═══ Data supplied ═══
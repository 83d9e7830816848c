use chainwatch_domain::model::{
    ConfirmationPolicy, IgnoreReason, NotificationKind, NotificationState, WebhookEvent,
};

/// Decides whether a webhook delivery should produce a notification.
///
/// The empty-ping check runs first so that no other field is relied upon for
/// connectivity tests.
pub fn classify(event: &WebhookEvent, policy: ConfirmationPolicy) -> NotificationState {
    if !event.is_substantive() {
        return NotificationState::Ignored(IgnoreReason::EmptyPing);
    }

    if event.confirmed {
        return NotificationState::Notifiable(NotificationKind::Confirmed);
    }

    match policy {
        ConfirmationPolicy::ConfirmedOnly => NotificationState::Ignored(IgnoreReason::Unconfirmed),
        ConfirmationPolicy::LowLatency if event.retries == 0 => {
            NotificationState::Notifiable(NotificationKind::FirstUnconfirmed)
        }
        ConfirmationPolicy::LowLatency => NotificationState::Ignored(IgnoreReason::DuplicateRetry),
    }
}

#[cfg(test)]
mod tests {
    use super::*;
    use chainwatch_domain::model::{ContractLog, Erc20Transfer, NativeTransaction};

    const POLICIES: [ConfirmationPolicy; 2] =
        [ConfirmationPolicy::ConfirmedOnly, ConfirmationPolicy::LowLatency];

    fn with_tx(confirmed: bool, retries: u32) -> WebhookEvent {
        WebhookEvent {
            confirmed,
            retries,
            txs: vec![NativeTransaction::default()],
            ..Default::default()
        }
    }

    #[test]
    fn empty_payload_is_a_ping_under_every_policy() {
        for policy in POLICIES {
            for (confirmed, retries) in [(true, 0), (false, 0), (false, 3), (true, 7)] {
                let event = WebhookEvent {
                    confirmed,
                    retries,
                    tag: "anything".into(),
                    ..Default::default()
                };
                assert_eq!(
                    classify(&event, policy),
                    NotificationState::Ignored(IgnoreReason::EmptyPing)
                );
            }
        }
    }

    #[test]
    fn confirmed_payload_is_notifiable_under_every_policy() {
        for policy in POLICIES {
            for retries in [0, 1, 5] {
                assert_eq!(
                    classify(&with_tx(true, retries), policy),
                    NotificationState::Notifiable(NotificationKind::Confirmed)
                );
            }
        }
    }

    #[test]
    fn any_non_empty_list_counts_as_data() {
        let logs_only = WebhookEvent {
            confirmed: true,
            logs: vec![ContractLog::default()],
            ..Default::default()
        };
        let transfers_only = WebhookEvent {
            confirmed: true,
            erc20_transfers: vec![Erc20Transfer::default()],
            ..Default::default()
        };
        for event in [logs_only, transfers_only] {
            assert!(classify(&event, ConfirmationPolicy::ConfirmedOnly).is_notifiable());
        }
    }

    #[test]
    fn confirmed_only_ignores_unconfirmed() {
        assert_eq!(
            classify(&with_tx(false, 0), ConfirmationPolicy::ConfirmedOnly),
            NotificationState::Ignored(IgnoreReason::Unconfirmed)
        );
    }

    #[test]
    fn low_latency_notifies_first_sighting_only() {
        assert_eq!(
            classify(&with_tx(false, 0), ConfirmationPolicy::LowLatency),
            NotificationState::Notifiable(NotificationKind::FirstUnconfirmed)
        );
        assert_eq!(
            classify(&with_tx(false, 1), ConfirmationPolicy::LowLatency),
            NotificationState::Ignored(IgnoreReason::DuplicateRetry)
        );
    }
}
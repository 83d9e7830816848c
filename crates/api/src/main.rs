//! HTTP receiver: subscriptions in, webhook events out as email.

mod application;
mod handlers;
mod state;

#[cfg(test)]
mod tests;

use std::io;

#[actix_web::main]
async fn main() -> io::Result<()> {
    if let Err(err) = application::run().await {
        eprintln!("[api] bootstrap failed: {err}");
        return Err(io::Error::other(err.to_string()));
    }

    Ok(())
}
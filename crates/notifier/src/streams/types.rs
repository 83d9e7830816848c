use serde::{Deserialize, Serialize};

/// What a new stream captures and where it posts.
#[derive(Debug, Clone, PartialEq, Eq)]
pub struct StreamSpec {
    pub webhook_url: String,
    pub description: String,
    pub tag: String,
    pub chain_ids: Vec<String>,
    pub include_native_txs: bool,
    pub include_internal_txs: bool,
    pub include_contract_logs: bool,
}

/// Opaque identifier assigned by the provider.
#[derive(Debug, Clone, PartialEq, Eq, Hash)]
pub struct StreamId(String);

impl StreamId {
    pub fn new(value: impl Into<String>) -> Self {
        Self(value.into())
    }

    pub fn as_str(&self) -> &str {
        &self.0
    }
}

impl std::fmt::Display for StreamId {
    fn fmt(&self, f: &mut std::fmt::Formatter<'_>) -> std::fmt::Result {
        f.write_str(&self.0)
    }
}

#[derive(Debug, Serialize)]
#[serde(rename_all = "camelCase")]
pub(crate) struct CreateStreamRequest<'a> {
    pub webhook_url: &'a str,
    pub description: &'a str,
    pub tag: &'a str,
    pub chain_ids: &'a [String],
    pub include_native_txs: bool,
    pub include_internal_txs: bool,
    pub include_contract_logs: bool,
}

impl<'a> From<&'a StreamSpec> for CreateStreamRequest<'a> {
    fn from(spec: &'a StreamSpec) -> Self {
        Self {
            webhook_url: &spec.webhook_url,
            description: &spec.description,
            tag: &spec.tag,
            chain_ids: &spec.chain_ids,
            include_native_txs: spec.include_native_txs,
            include_internal_txs: spec.include_internal_txs,
            include_contract_logs: spec.include_contract_logs,
        }
    }
}

#[derive(Debug, Deserialize)]
pub(crate) struct CreateStreamResponse {
    pub id: String,
}

#[derive(Debug, Serialize)]
pub(crate) struct AddAddressRequest<'a> {
    pub address: [&'a str; 1],
}
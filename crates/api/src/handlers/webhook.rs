use actix_web::{rt, web, HttpResponse};
use metrics::counter;
use tracing::debug;

use crate::state::AppState;

/// Acknowledges immediately; the body is classified and dispatched on a
/// detached task whose failures are only logged.
pub async fn webhook_handler(state: web::Data<AppState>, body: web::Bytes) -> HttpResponse {
    counter!("webhook_requests_total").increment(1);
    debug!(bytes = body.len(), "webhook received");

    let pipeline = state.pipeline();
    rt::spawn(async move {
        pipeline.process(&body).await;
    });

    HttpResponse::Ok().finish()
}
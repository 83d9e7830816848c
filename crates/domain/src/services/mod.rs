//! Shared service helpers: the subscription registry and telemetry wiring.

pub mod registry;
pub mod telemetry;

pub use registry::*;
pub use telemetry::*;
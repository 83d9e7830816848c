use std::{collections::BTreeSet, sync::Arc};

use chainwatch_domain::model::{MalformedEventError, NotificationKind, WebhookEvent};
use chainwatch_domain::services::registry::SubscriptionRegistry;
use futures::future::join_all;
use metrics::counter;
use tracing::{info, warn};

use crate::extractor::AddressSet;
use crate::render::{render_activity, Notification, RenderOptions};
use crate::transport::{DeliveryError, Mailer, OutgoingMessage};

/// Distinct contacts interested in one event.
pub type RecipientSet = BTreeSet<String>;

/// Per-event delivery summary.
#[derive(Debug, Clone, Default, PartialEq, Eq)]
pub struct DispatchReport {
    pub attempted: Vec<String>,
    pub failed: Vec<(String, DeliveryError)>,
}

impl DispatchReport {
    pub fn delivered(&self) -> usize {
        self.attempted.len() - self.failed.len()
    }
}

#[derive(Debug, Clone, PartialEq, Eq)]
pub enum DispatchOutcome {
    /// No extracted address belongs to a subscriber; nothing was rendered or sent.
    NoRecipients,
    Completed(DispatchReport),
}

pub struct NotificationDispatcher {
    registry: Arc<dyn SubscriptionRegistry>,
    mailer: Arc<dyn Mailer>,
    options: RenderOptions,
}

impl NotificationDispatcher {
    pub fn new(
        registry: Arc<dyn SubscriptionRegistry>,
        mailer: Arc<dyn Mailer>,
        options: RenderOptions,
    ) -> Self {
        Self {
            registry,
            mailer,
            options,
        }
    }

    pub fn resolve_recipients(&self, addresses: &AddressSet) -> RecipientSet {
        addresses
            .iter()
            .filter_map(|address| self.registry.lookup(address))
            .collect()
    }

    /// Resolves, renders once, and delivers to every distinct recipient.
    pub async fn dispatch(
        &self,
        event: &WebhookEvent,
        kind: NotificationKind,
        addresses: &AddressSet,
    ) -> Result<DispatchOutcome, MalformedEventError> {
        let recipients = self.resolve_recipients(addresses);
        if recipients.is_empty() {
            return Ok(DispatchOutcome::NoRecipients);
        }

        let notification = render_activity(event, kind, &self.options)?;
        let report = self.deliver(&recipients, &notification, &event.tag).await;
        Ok(DispatchOutcome::Completed(report))
    }

    /// Sends `notification` to all recipients concurrently and waits for every
    /// attempt to settle. Each recipient gets exactly one attempt.
    pub async fn deliver(
        &self,
        recipients: &RecipientSet,
        notification: &Notification,
        tag: &str,
    ) -> DispatchReport {
        let attempts = recipients.iter().map(|recipient| async move {
            let message = OutgoingMessage::new(recipient.as_str(), notification);
            let result = self.mailer.send(&message).await;
            (recipient, result)
        });

        let mut report = DispatchReport::default();
        for (recipient, result) in join_all(attempts).await {
            report.attempted.push(recipient.clone());
            match result {
                Ok(()) => {
                    counter!("notifications_sent_total", "result" => "delivered").increment(1);
                }
                Err(err) => {
                    counter!("notifications_sent_total", "result" => "failed").increment(1);
                    warn!(recipient = %recipient, tag, error = %err, "notification delivery failed");
                    report.failed.push((recipient.clone(), err));
                }
            }
        }

        info!(
            tag,
            attempted = report.attempted.len(),
            failed = report.failed.len(),
            "event notifications settled"
        );
        report
    }
}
═══
Assignment: After locating the line with "-> Result<DispatchOutcome, MalformedEventError>" above, return that line and every later line through the one with "self.deliver(&recipients, &notification, &event.tag).await;", word for word and with nothing else.

Output of the task:
    ) -> Result<DispatchOutcome, MalformedEventError> {
        let recipients = self.resolve_recipients(addresses);
        if recipients.is_empty() {
            return Ok(DispatchOutcome::NoRecipients);
        }

        let notification = render_activity(event, kind, &self.options)?;
        let report = self.deliver(&recipients, &notification, &event.tag).await;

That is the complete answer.